Sariel menatap Evan penuh tanya.
"Sariel, wanita yang kamu maksud kemarin itu adalah sepupuku. Dia baru saja datang dari luar negri lusa lalu. Bagaimana mungkin aku menolaknya saat dia meminta untuk mengajak jalan."
Sariel berdecih didalam hati. Dipikir Evan dirinya tidak melihat wajah wanita yang tidak asing tersebut.

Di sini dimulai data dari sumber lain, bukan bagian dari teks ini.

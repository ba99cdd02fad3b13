//! Game engine module - owns the road and runs the rules
//!
//! One tick is `advance_obstacles` followed by `increase_score`, then at most one
//! `move_player`. The engine has two states, running and game over; the only way
//! into game over is an obstacle meeting the car, and nothing leaves it. Once the
//! game is over every mutator is a no-op.

use crate::board::Board;
use crate::config::GameConfig;
use crate::rng::{RandomSource, SimpleRng};
use crate::snapshot::{speed_display, GameSnapshot};
use crate::types::{
    CellKind, Direction, INITIAL_SPEED_MS, MAX_DIFFICULTY, POINTS_PER_RAMP, SPAWN_ODDS_BASE,
    SPEED_FLOOR_MS, SPEED_STEP_MS,
};

/// Denominator of the per-tick spawn chance at `difficulty`.
pub fn spawn_odds(difficulty: u32) -> u32 {
    SPAWN_ODDS_BASE - difficulty.min(MAX_DIFFICULTY)
}

/// Complete simulation state
#[derive(Debug, Clone)]
pub struct GameEngine<R = SimpleRng> {
    config: GameConfig,
    board: Board,
    rng: R,
    player_x: u16,
    score: u32,
    speed_ms: u32,
    difficulty: u32,
    game_over: bool,
}

impl GameEngine<SimpleRng> {
    /// Default 20x15 road driven by a seeded LCG
    pub fn with_seed(seed: u32) -> Self {
        Self::new(GameConfig::default(), SimpleRng::new(seed))
    }
}

impl<R: RandomSource> GameEngine<R> {
    /// Paint the walls and park the car at the center of the bottom row
    pub fn new(config: GameConfig, rng: R) -> Self {
        let mut board = Board::new(&config);
        let player_x = config.start_column();
        board.set(player_x, config.bottom_row(), CellKind::Player);

        Self {
            config,
            board,
            rng,
            player_x,
            score: 0,
            speed_ms: INITIAL_SPEED_MS,
            difficulty: 0,
            game_over: false,
        }
    }

    /// Shift every obstacle one row down and maybe spawn a new one at the top
    ///
    /// Target rows are walked bottom to top so each row reads its upper
    /// neighbour before that neighbour is overwritten. An obstacle about to land
    /// on the car ends the game and abandons the rest of the shift.
    pub fn advance_obstacles(&mut self) {
        if self.game_over {
            return;
        }

        let bottom = self.config.bottom_row();
        for y in (1..=bottom).rev() {
            for x in self.board.playable_columns() {
                if y == bottom && x == self.player_x && self.board.is_obstacle(x, y - 1) {
                    self.crash("obstacle fell onto the car");
                    return;
                }
                self.board.pull_down(x, y);
            }
        }

        // The shift rolled the cell above over the car.
        self.board.set(self.player_x, bottom, CellKind::Player);

        self.board.clear_row(0);
        if self.rng.next_below(spawn_odds(self.difficulty)) == 0 {
            let lanes = self.board.playable_columns();
            let offset = self.rng.next_below((lanes.end - lanes.start) as u32) as u16;
            self.board
                .set(lanes.start + offset, 0, CellKind::Obstacle);
        }
    }

    /// Steer the car one column, stopping at the walls
    pub fn move_player(&mut self, direction: Direction) {
        if self.game_over {
            return;
        }

        let bottom = self.config.bottom_row();
        self.board.set(self.player_x, bottom, CellKind::Empty);

        let lanes = self.board.playable_columns();
        match direction {
            Direction::Left if self.player_x > lanes.start => self.player_x -= 1,
            Direction::Right if self.player_x + 1 < lanes.end => self.player_x += 1,
            _ => {}
        }

        if self.board.is_obstacle(self.player_x, bottom) {
            self.crash("car drove into an obstacle");
            return;
        }

        self.board.set(self.player_x, bottom, CellKind::Player);
    }

    /// Award one point; every `POINTS_PER_RAMP` points the game speeds up
    ///
    /// Difficulty only climbs alongside a speed step, so once the delay hits
    /// its floor the spawn rate stops climbing as well.
    pub fn increase_score(&mut self) {
        if self.game_over {
            return;
        }

        self.score += 1;

        if self.score % POINTS_PER_RAMP == 0 && self.speed_ms > SPEED_FLOOR_MS {
            self.speed_ms = self
                .speed_ms
                .saturating_sub(SPEED_STEP_MS)
                .max(SPEED_FLOOR_MS);
            if self.difficulty < MAX_DIFFICULTY {
                self.difficulty += 1;
            }
            tracing::debug!(
                score = self.score,
                speed_ms = self.speed_ms,
                difficulty = self.difficulty,
                "speed ramp"
            );
        }
    }

    /// Advance, score, then apply an optional steering input
    pub fn tick(&mut self, input: Option<Direction>) {
        self.advance_obstacles();
        self.increase_score();
        if let Some(direction) = input {
            self.move_player(direction);
        }
    }

    fn crash(&mut self, cause: &'static str) {
        self.game_over = true;
        tracing::info!(score = self.score, column = self.player_x, cause, "game over");
    }

    pub fn is_game_over(&self) -> bool {
        self.game_over
    }

    pub fn score(&self) -> u32 {
        self.score
    }

    /// Current tick delay in milliseconds
    pub fn speed_ms(&self) -> u32 {
        self.speed_ms
    }

    /// Speedometer reading shown in the status line
    pub fn speed_display(&self) -> u32 {
        speed_display(self.speed_ms)
    }

    pub fn difficulty(&self) -> u32 {
        self.difficulty
    }

    pub fn player_column(&self) -> u16 {
        self.player_x
    }

    pub fn board(&self) -> &Board {
        &self.board
    }

    pub fn config(&self) -> &GameConfig {
        &self.config
    }

    pub fn rng(&self) -> &R {
        &self.rng
    }

    /// Borrowed view for rendering
    pub fn snapshot(&self) -> GameSnapshot<'_> {
        GameSnapshot {
            board: &self.board,
            score: self.score,
            speed_ms: self.speed_ms,
            difficulty: self.difficulty,
            player_column: self.player_x,
            game_over: self.game_over,
        }
    }

    /// Place a cell directly (test setup only)
    #[cfg(test)]
    pub(crate) fn board_mut(&mut self) -> &mut Board {
        &mut self.board
    }
}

Walaupun rambutnya diwarnai dengan warna pirang, tetap saja Sariel merasa familiar melihatnya.
"Dia memang agak manja kalau berhubungan denganku, makanya ia suka bergelayutan seperti itu."
Evan menatap Sariel yang masih diam.
"Sudahlah. Jangan terlalu dipikirkan mengenai kejadian tempo lalu. Lain kali akan aku perkenalkan dirimu dengannya, bagaimana?"
Sariel masih diam saja menatap Evan yang terus membujuknya. Kali ini ia benar-benar tak ingin lagi berurusan dengan lelaki playboy didepannya ini.
Dengan terpaksa Sariel mengajak Evan untuk kekebun bersamanya. Ia sudah tahu pasti, Evan pasti akan menolaknya. Ia benar-benar ingin lelaki didepannya ini menghilang dengan segera.
Dan benar saja, Evan tampak enggan mendengarnya. Ia pergi dari hadapan Sariel dengan alasan pekerjaan.